Work order ▸ Every record here needs to be retyped exactly.

Extracted records ▸
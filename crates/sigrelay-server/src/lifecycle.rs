//! Connection open/close handling.

use std::fmt;

use metrics::{counter, gauge};
use sigrelay_core::{ConnectionId, ConnectionKey, Role};
use tracing::{error, info, warn};

use crate::connection::Connection;
use crate::metrics::{WS_CONNECTIONS_ACTIVE, WS_CONNECTIONS_TOTAL, WS_DISCONNECTIONS_TOTAL};
use crate::notify;
use crate::registry::{ConnectionRecord, Registry};

/// Text of the `system` message every new connection receives.
pub const WELCOME_MESSAGE: &str = "Connected to signaling server";

/// Why a connection left the registry.
#[derive(Clone, Debug, PartialEq, Eq)]
pub enum CloseReason {
    /// Close frame or end of stream.
    Closed,
    /// Transport error on the socket.
    Error(String),
    /// No pong within the heartbeat timeout.
    TimedOut,
    /// Server shutdown.
    Shutdown,
}

impl CloseReason {
    pub fn as_str(&self) -> &'static str {
        match self {
            Self::Closed => "closed",
            Self::Error(_) => "error",
            Self::TimedOut => "timed_out",
            Self::Shutdown => "shutdown",
        }
    }
}

impl fmt::Display for CloseReason {
    fn fmt(&self, f: &mut fmt::Formatter<'_>) -> fmt::Result {
        match self {
            Self::Error(e) => write!(f, "error: {e}"),
            other => f.write_str(other.as_str()),
        }
    }
}

/// Add a freshly opened connection and greet it.
///
/// Returns `None` if the key was already present; that connection keeps
/// its existing record.
pub fn on_open(registry: &mut Registry, connection: Connection) -> Option<ConnectionId> {
    let greeter = connection.clone();
    match registry.register(connection) {
        Ok(id) => {
            counter!(WS_CONNECTIONS_TOTAL).increment(1);
            gauge!(WS_CONNECTIONS_ACTIVE).set(registry.len() as f64);
            info!(conn_id = %id, conn = %greeter.key(), "connection opened");
            let _ = notify::system_message(&greeter, WELCOME_MESSAGE);
            Some(id)
        }
        Err(e) => {
            error!(conn = %greeter.key(), error = %e, "duplicate connection open ignored");
            None
        }
    }
}

/// Remove a closed connection. Hosts hear about it when a client leaves.
///
/// Idempotent: closing an unknown connection does nothing.
pub fn on_close(
    registry: &mut Registry,
    key: &ConnectionKey,
    reason: &CloseReason,
) -> Option<ConnectionRecord> {
    let record = registry.unregister(key)?;

    counter!(WS_DISCONNECTIONS_TOTAL, "reason" => reason.as_str()).increment(1);
    gauge!(WS_CONNECTIONS_ACTIVE).set(registry.len() as f64);
    match reason {
        CloseReason::Error(e) => {
            warn!(conn_id = %record.id, role = ?record.role, error = %e, "connection failed");
        }
        _ => info!(conn_id = %record.id, role = ?record.role, %reason, "connection closed"),
    }

    if record.role == Some(Role::Client) {
        let _ = notify::broadcast_client_count(registry);
    }
    Some(record)
}

#[cfg(test)]
mod tests {
    use super::*;
    use crate::connection::Frame;
    use serde_json::Value;
    use tokio::sync::mpsc;

    fn open(registry: &mut Registry) -> (Connection, mpsc::Receiver<Frame>) {
        let (conn, mut rx) = Connection::channel(8);
        let _ = on_open(registry, conn.clone()).unwrap();
        let welcome: Value = serde_json::from_str(&rx.try_recv().unwrap()).unwrap();
        assert_eq!(welcome["type"], "system");
        (conn, rx)
    }

    fn with_role(
        registry: &mut Registry,
        role: Role,
    ) -> (Connection, mpsc::Receiver<Frame>) {
        let (conn, rx) = open(registry);
        let _ = registry.set_role(conn.key(), role).unwrap();
        (conn, rx)
    }

    #[test]
    fn open_registers_and_welcomes() {
        let mut reg = Registry::new();
        let (conn, mut rx) = Connection::channel(8);
        let id = on_open(&mut reg, conn.clone()).unwrap();
        assert_eq!(reg.get(conn.key()).unwrap().id, id);
        assert_eq!(reg.role_of(conn.key()), None);

        let msg: Value = serde_json::from_str(&rx.try_recv().unwrap()).unwrap();
        assert_eq!(msg["type"], "system");
        assert_eq!(msg["message"], WELCOME_MESSAGE);
    }

    #[test]
    fn duplicate_open_is_ignored() {
        let mut reg = Registry::new();
        let (conn, _rx) = open(&mut reg);
        assert!(on_open(&mut reg, conn).is_none());
        assert_eq!(reg.len(), 1);
    }

    #[test]
    fn client_close_updates_hosts() {
        let mut reg = Registry::new();
        let (_host, mut host_rx) = with_role(&mut reg, Role::Host);
        let (client, _client_rx) = with_role(&mut reg, Role::Client);

        let removed = on_close(&mut reg, client.key(), &CloseReason::Closed).unwrap();
        assert_eq!(removed.role, Some(Role::Client));

        let msg: Value = serde_json::from_str(&host_rx.try_recv().unwrap()).unwrap();
        assert_eq!(msg["type"], "client-update");
        assert_eq!(msg["count"], 0);
    }

    #[test]
    fn host_close_is_silent() {
        let mut reg = Registry::new();
        let (host, _host_rx) = with_role(&mut reg, Role::Host);
        let (_other, mut other_rx) = with_role(&mut reg, Role::Host);
        let (_client, mut client_rx) = with_role(&mut reg, Role::Client);

        let _ = on_close(&mut reg, host.key(), &CloseReason::Closed).unwrap();
        assert!(other_rx.try_recv().is_err());
        assert!(client_rx.try_recv().is_err());
    }

    #[test]
    fn unregistered_close_is_silent() {
        let mut reg = Registry::new();
        let (_host, mut host_rx) = with_role(&mut reg, Role::Host);
        let (stranger, _rx) = open(&mut reg);
        let _ = on_close(&mut reg, stranger.key(), &CloseReason::Closed).unwrap();
        assert!(host_rx.try_recv().is_err());
    }

    #[test]
    fn error_is_treated_like_close() {
        let mut reg = Registry::new();
        let (_host, mut host_rx) = with_role(&mut reg, Role::Host);
        let (client, _client_rx) = with_role(&mut reg, Role::Client);

        let reason = CloseReason::Error("connection reset".into());
        assert!(on_close(&mut reg, client.key(), &reason).is_some());
        assert!(reg.get(client.key()).is_none());
        let msg: Value = serde_json::from_str(&host_rx.try_recv().unwrap()).unwrap();
        assert_eq!(msg["count"], 0);
    }

    #[test]
    fn close_twice_has_no_extra_effect() {
        let mut reg = Registry::new();
        let (_host, mut host_rx) = with_role(&mut reg, Role::Host);
        let (client, _client_rx) = with_role(&mut reg, Role::Client);

        assert!(on_close(&mut reg, client.key(), &CloseReason::Closed).is_some());
        let _ = host_rx.try_recv().unwrap();
        assert!(on_close(&mut reg, client.key(), &CloseReason::Closed).is_none());
        assert!(host_rx.try_recv().is_err());
    }

    #[test]
    fn close_with_vanished_host_does_not_fail() {
        let mut reg = Registry::new();
        let (_host, host_rx) = with_role(&mut reg, Role::Host);
        let (client, _client_rx) = with_role(&mut reg, Role::Client);
        drop(host_rx);
        assert!(on_close(&mut reg, client.key(), &CloseReason::TimedOut).is_some());
        assert_eq!(reg.len(), 1);
    }

    #[test]
    fn close_reason_display() {
        assert_eq!(CloseReason::Closed.to_string(), "closed");
        assert_eq!(CloseReason::TimedOut.to_string(), "timed_out");
        assert_eq!(
            CloseReason::Error("boom".into()).to_string(),
            "error: boom"
        );
    }
}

Answer space ▸
filename crates/sigrelay-server/src/lifecycle.rs
//! Connection open/close handling.

use std::fmt;

use metrics::{counter, gauge};
use sigrelay_core::{ConnectionId, ConnectionKey, Role};
use tracing::{error, info, warn};

use crate::connection::Connection;
use crate::metrics::{WS_CONNECTIONS_ACTIVE, WS_CONNECTIONS_TOTAL, WS_DISCONNECTIONS_TOTAL};
use crate::notify;
use crate::registry::{ConnectionRecord, Registry};

/// Text of the `system` message every new connection receives.
pub const WELCOME_MESSAGE: &str = "Connected to signaling server";

/// Why a connection left the registry.
#[derive(Clone, Debug, PartialEq, Eq)]
pub enum CloseReason {
    /// Close frame or end of stream.
    Closed,
    /// Transport error on the socket.
    Error(String),
    /// No pong within the heartbeat timeout.
    TimedOut,
    /// Server shutdown.
    Shutdown,
}

impl CloseReason {
    pub fn as_str(&self) -> &'static str {
        match self {
            Self::Closed => "closed",
            Self::Error(_) => "error",
            Self::TimedOut => "timed_out",
            Self::Shutdown => "shutdown",
        }
    }
}

impl fmt::Display for CloseReason {
    fn fmt(&self, f: &mut fmt::Formatter<'_>) -> fmt::Result {
        match self {
            Self::Error(e) => write!(f, "error: {e}"),
            other => f.write_str(other.as_str()),
        }
    }
}

/// Add a freshly opened connection and greet it.
///
/// Returns `None` if the key was already present; that connection keeps
/// its existing record.
pub fn on_open(registry: &mut Registry, connection: Connection) -> Option<ConnectionId> {
    let greeter = connection.clone();
    match registry.register(connection) {
        Ok(id) => {
            counter!(WS_CONNECTIONS_TOTAL).increment(1);
            gauge!(WS_CONNECTIONS_ACTIVE).set(registry.len() as f64);
            info!(conn_id = %id, conn = %greeter.key(), "connection opened");
            let _ = notify::system_message(&greeter, WELCOME_MESSAGE);
            Some(id)
        }
        Err(e) => {
            error!(conn = %greeter.key(), error = %e, "duplicate connection open ignored");
            None
        }
    }
}

/// Remove a closed connection. Hosts hear about it when a client leaves.
///
/// Idempotent: closing an unknown connection does nothing.
pub fn on_close(
    registry: &mut Registry,
    key: &ConnectionKey,
    reason: &CloseReason,
) -> Option<ConnectionRecord> {
    let record = registry.unregister(key)?;

    counter!(WS_DISCONNECTIONS_TOTAL, "reason" => reason.as_str()).increment(1);
    gauge!(WS_CONNECTIONS_ACTIVE).set(registry.len() as f64);
    match reason {
        CloseReason::Error(e) => {
            warn!(conn_id = %record.id, role = ?record.role, error = %e, "connection failed");
        }
        _ => info!(conn_id = %record.id, role = ?record.role, %reason, "connection closed"),
    }

    if record.role == Some(Role::Client) {
        let _ = notify::broadcast_client_count(registry);
    }
    Some(record)
}

#[cfg(test)]
mod tests {
    use super::*;
    use crate::connection::Frame;
    use serde_json::Value;
    use tokio::sync::mpsc;

    fn open(registry: &mut Registry) -> (Connection, mpsc::Receiver<Frame>) {
        let (conn, mut rx) = Connection::channel(8);
        let _ = on_open(registry, conn.clone()).unwrap();
        let welcome: Value = serde_json::from_str(&rx.try_recv().unwrap()).unwrap();
        assert_eq!(welcome["type"], "system");
        (conn, rx)
    }

    fn with_role(
        registry: &mut Registry,
        role: Role,
    ) -> (Connection, mpsc::Receiver<Frame>) {
        let (conn, rx) = open(registry);
        let _ = registry.set_role(conn.key(), role).unwrap();
        (conn, rx)
    }

    #[test]
    fn open_registers_and_welcomes() {
        let mut reg = Registry::new();
        let (conn, mut rx) = Connection::channel(8);
        let id = on_open(&mut reg, conn.clone()).unwrap();
        assert_eq!(reg.get(conn.key()).unwrap().id, id);
        assert_eq!(reg.role_of(conn.key()), None);

        let msg: Value = serde_json::from_str(&rx.try_recv().unwrap()).unwrap();
        assert_eq!(msg["type"], "system");
        assert_eq!(msg["message"], WELCOME_MESSAGE);
    }

    #[test]
    fn duplicate_open_is_ignored() {
        let mut reg = Registry::new();
        let (conn, _rx) = open(&mut reg);
        assert!(on_open(&mut reg, conn).is_none());
        assert_eq!(reg.len(), 1);
    }

    #[test]
    fn client_close_updates_hosts() {
        let mut reg = Registry::new();
        let (_host, mut host_rx) = with_role(&mut reg, Role::Host);
        let (client, _client_rx) = with_role(&mut reg, Role::Client);

        let removed = on_close(&mut reg, client.key(), &CloseReason::Closed).unwrap();
        assert_eq!(removed.role, Some(Role::Client));

        let msg: Value = serde_json::from_str(&host_rx.try_recv().unwrap()).unwrap();
        assert_eq!(msg["type"], "client-update");
        assert_eq!(msg["count"], 0);
    }

    #[test]
    fn host_close_is_silent() {
        let mut reg = Registry::new();
        let (host, _host_rx) = with_role(&mut reg, Role::Host);
        let (_other, mut other_rx) = with_role(&mut reg, Role::Host);
        let (_client, mut client_rx) = with_role(&mut reg, Role::Client);

        let _ = on_close(&mut reg, host.key(), &CloseReason::Closed).unwrap();
        assert!(other_rx.try_recv().is_err());
        assert!(client_rx.try_recv().is_err());
    }

    #[test]
    fn unregistered_close_is_silent() {
        let mut reg = Registry::new();
        let (_host, mut host_rx) = with_role(&mut reg, Role::Host);
        let (stranger, _rx) = open(&mut reg);
        let _ = on_close(&mut reg, stranger.key(), &CloseReason::Closed).unwrap();
        assert!(host_rx.try_recv().is_err());
    }

    #[test]
    fn error_is_treated_like_close() {
        let mut reg = Registry::new();
        let (_host, mut host_rx) = with_role(&mut reg, Role::Host);
        let (client, _client_rx) = with_role(&mut reg, Role::Client);

        let reason = CloseReason::Error("connection reset".into());
        assert!(on_close(&mut reg, client.key(), &reason).is_some());
        assert!(reg.get(client.key()).is_none());
        let msg: Value = serde_json::from_str(&host_rx.try_recv().unwrap()).unwrap();
        assert_eq!(msg["count"], 0);
    }

    #[test]
    fn close_twice_has_no_extra_effect() {
        let mut reg = Registry::new();
        let (_host, mut host_rx) = with_role(&mut reg, Role::Host);
        let (client, _client_rx) = with_role(&mut reg, Role::Client);

        assert!(on_close(&mut reg, client.key(), &CloseReason::Closed).is_some());
        let _ = host_rx.try_recv().unwrap();
        assert!(on_close(&mut reg, client.key(), &CloseReason::Closed).is_none());
        assert!(host_rx.try_recv().is_err());
    }

    #[test]
    fn close_with_vanished_host_does_not_fail() {
        let mut reg = Registry::new();
        let (_host, host_rx) = with_role(&mut reg, Role::Host);
        let (client, _client_rx) = with_role(&mut reg, Role::Client);
        drop(host_rx);
        assert!(on_close(&mut reg, client.key(), &CloseReason::TimedOut).is_some());
        assert_eq!(reg.len(), 1);
    }

    #[test]
    fn close_reason_display() {
        assert_eq!(CloseReason::Closed.to_string(), "closed");
        assert_eq!(CloseReason::TimedOut.to_string(), "timed_out");
        assert_eq!(
            CloseReason::Error("boom".into()).to_string(),
            "error: boom"
        );
    }
}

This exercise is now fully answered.